[[ Information provided open ]]
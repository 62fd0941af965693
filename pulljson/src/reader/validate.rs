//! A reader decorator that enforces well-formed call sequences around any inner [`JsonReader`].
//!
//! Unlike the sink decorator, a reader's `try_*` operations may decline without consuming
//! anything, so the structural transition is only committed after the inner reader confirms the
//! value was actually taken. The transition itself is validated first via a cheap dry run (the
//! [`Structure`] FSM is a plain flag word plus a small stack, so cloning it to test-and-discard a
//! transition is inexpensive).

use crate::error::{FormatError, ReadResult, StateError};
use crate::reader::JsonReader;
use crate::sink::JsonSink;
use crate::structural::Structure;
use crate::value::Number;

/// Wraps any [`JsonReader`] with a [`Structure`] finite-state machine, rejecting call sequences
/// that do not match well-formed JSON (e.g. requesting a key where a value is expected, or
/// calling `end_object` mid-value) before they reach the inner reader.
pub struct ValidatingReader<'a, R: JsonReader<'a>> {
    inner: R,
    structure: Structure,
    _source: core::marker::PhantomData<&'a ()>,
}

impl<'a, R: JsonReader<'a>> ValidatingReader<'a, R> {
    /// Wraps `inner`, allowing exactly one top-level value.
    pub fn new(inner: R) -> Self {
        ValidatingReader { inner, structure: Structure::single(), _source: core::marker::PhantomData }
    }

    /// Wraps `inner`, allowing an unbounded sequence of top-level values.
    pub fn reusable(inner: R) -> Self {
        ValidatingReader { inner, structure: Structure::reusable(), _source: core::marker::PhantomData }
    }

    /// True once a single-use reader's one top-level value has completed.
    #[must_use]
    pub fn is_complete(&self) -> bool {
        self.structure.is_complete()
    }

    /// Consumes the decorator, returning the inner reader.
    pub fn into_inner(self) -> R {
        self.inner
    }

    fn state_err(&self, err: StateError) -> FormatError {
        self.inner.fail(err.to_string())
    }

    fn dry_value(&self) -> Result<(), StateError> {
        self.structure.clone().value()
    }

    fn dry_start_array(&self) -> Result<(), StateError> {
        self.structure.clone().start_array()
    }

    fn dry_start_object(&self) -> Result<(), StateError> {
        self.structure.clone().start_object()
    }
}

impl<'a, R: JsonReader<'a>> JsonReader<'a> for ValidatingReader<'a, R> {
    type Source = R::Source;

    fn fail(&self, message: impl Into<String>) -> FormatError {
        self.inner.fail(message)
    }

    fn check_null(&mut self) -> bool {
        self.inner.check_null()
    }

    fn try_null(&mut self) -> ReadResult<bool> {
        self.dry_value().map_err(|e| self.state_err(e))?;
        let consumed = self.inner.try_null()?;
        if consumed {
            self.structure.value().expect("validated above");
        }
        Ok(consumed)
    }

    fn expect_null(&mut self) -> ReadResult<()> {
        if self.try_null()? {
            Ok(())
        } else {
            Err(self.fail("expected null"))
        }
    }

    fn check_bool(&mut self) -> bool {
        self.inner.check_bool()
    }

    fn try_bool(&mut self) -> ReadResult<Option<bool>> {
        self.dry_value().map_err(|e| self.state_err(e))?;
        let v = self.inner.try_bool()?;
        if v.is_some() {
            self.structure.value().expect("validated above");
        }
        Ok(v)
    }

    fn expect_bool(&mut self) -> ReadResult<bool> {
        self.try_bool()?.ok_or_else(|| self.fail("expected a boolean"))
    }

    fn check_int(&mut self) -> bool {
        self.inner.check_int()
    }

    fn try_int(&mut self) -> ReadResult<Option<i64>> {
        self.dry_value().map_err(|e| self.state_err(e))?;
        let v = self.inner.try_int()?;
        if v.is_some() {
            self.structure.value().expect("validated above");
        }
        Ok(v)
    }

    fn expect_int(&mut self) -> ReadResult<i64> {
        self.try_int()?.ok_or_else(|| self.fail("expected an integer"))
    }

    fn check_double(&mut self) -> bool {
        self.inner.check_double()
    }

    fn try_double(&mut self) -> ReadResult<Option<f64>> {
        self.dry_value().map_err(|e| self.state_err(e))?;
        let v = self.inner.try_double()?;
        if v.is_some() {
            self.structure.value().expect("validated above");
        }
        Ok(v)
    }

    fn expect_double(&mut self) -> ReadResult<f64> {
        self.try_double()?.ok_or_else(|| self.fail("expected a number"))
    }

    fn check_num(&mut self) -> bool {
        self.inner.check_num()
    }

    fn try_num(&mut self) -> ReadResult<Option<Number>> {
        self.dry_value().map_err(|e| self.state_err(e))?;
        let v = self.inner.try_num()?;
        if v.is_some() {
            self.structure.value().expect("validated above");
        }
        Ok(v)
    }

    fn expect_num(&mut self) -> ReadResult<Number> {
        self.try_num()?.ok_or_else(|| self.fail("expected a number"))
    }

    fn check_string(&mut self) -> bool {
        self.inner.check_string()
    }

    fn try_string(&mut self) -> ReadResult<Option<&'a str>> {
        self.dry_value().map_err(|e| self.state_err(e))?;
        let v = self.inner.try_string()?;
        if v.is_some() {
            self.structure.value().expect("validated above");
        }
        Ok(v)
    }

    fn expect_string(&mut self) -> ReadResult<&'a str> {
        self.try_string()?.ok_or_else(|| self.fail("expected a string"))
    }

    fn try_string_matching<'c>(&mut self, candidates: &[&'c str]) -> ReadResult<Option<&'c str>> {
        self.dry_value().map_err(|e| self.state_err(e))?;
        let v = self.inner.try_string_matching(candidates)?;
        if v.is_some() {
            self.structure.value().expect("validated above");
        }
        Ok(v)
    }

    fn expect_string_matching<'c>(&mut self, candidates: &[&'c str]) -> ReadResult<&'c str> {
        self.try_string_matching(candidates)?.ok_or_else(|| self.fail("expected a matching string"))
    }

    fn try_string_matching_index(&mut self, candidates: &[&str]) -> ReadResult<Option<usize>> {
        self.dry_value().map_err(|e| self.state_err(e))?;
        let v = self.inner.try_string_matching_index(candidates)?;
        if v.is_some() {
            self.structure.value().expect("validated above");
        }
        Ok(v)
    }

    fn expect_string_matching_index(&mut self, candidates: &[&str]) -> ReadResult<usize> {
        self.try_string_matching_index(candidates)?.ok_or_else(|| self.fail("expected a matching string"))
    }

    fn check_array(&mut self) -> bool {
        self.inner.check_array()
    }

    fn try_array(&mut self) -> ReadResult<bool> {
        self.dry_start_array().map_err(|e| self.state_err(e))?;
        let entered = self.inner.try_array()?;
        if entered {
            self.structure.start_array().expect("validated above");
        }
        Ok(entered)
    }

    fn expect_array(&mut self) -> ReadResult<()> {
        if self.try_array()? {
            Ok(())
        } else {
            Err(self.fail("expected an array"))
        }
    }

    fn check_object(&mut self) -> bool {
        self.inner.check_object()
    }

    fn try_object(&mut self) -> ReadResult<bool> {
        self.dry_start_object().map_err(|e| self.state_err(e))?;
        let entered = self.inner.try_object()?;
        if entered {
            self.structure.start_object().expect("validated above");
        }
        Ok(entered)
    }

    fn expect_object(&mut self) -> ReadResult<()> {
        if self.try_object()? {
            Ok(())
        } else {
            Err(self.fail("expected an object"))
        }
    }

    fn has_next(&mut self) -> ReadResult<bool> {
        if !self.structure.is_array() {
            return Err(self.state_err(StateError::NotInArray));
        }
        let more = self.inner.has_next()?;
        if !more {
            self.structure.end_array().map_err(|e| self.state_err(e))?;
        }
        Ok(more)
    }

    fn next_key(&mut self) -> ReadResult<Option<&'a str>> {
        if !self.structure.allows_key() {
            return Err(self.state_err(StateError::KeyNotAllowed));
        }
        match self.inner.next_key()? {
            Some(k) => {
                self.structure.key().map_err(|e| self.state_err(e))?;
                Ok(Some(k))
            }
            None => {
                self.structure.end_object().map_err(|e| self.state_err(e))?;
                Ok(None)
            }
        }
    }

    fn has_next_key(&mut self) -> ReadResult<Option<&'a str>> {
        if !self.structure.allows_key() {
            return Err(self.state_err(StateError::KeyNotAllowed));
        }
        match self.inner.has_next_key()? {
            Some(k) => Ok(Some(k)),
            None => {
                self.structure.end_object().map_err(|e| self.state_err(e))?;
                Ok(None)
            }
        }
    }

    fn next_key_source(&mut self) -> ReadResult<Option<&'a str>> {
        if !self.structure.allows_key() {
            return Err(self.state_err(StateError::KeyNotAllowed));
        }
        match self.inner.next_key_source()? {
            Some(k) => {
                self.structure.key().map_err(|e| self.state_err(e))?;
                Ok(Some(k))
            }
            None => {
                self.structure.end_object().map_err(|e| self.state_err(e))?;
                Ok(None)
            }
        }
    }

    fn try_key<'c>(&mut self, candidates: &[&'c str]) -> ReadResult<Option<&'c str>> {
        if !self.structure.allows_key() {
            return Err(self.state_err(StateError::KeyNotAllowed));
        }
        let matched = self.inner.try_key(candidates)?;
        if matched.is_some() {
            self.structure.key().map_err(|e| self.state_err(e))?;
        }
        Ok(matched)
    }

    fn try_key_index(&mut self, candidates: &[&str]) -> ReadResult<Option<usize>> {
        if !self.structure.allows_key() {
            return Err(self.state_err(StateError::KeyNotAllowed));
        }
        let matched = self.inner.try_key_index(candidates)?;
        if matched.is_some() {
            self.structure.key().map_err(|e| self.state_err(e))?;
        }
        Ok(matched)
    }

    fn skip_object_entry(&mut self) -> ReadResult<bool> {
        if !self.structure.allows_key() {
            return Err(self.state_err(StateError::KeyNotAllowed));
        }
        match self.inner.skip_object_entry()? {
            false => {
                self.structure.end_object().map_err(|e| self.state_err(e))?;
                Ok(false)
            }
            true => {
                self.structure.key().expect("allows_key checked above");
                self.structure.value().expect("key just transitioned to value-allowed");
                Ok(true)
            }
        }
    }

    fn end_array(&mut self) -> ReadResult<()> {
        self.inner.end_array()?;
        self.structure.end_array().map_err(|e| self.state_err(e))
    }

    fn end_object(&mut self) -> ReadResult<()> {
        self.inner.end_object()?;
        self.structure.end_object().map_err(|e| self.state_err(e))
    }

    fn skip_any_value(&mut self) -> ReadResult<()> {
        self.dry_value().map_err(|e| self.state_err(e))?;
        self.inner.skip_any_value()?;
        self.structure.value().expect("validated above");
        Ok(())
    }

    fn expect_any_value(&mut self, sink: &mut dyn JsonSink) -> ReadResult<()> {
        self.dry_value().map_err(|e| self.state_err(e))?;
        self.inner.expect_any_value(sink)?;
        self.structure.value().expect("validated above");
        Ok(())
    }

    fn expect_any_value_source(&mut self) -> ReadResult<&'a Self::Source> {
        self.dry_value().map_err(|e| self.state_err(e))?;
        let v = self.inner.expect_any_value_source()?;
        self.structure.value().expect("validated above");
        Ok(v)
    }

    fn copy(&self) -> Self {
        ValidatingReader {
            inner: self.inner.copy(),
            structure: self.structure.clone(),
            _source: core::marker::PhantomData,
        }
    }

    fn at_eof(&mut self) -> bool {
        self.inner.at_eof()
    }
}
[[ Information provided closed ]]
- Problem -
Pull out every line of the records above that contains the word "core".

- Your solution -
    _source: core::marker::PhantomData<&'a ()>,
        ValidatingReader { inner, structure: Structure::single(), _source: core::marker::PhantomData }
        ValidatingReader { inner, structure: Structure::reusable(), _source: core::marker::PhantomData }
            _source: core::marker::PhantomData,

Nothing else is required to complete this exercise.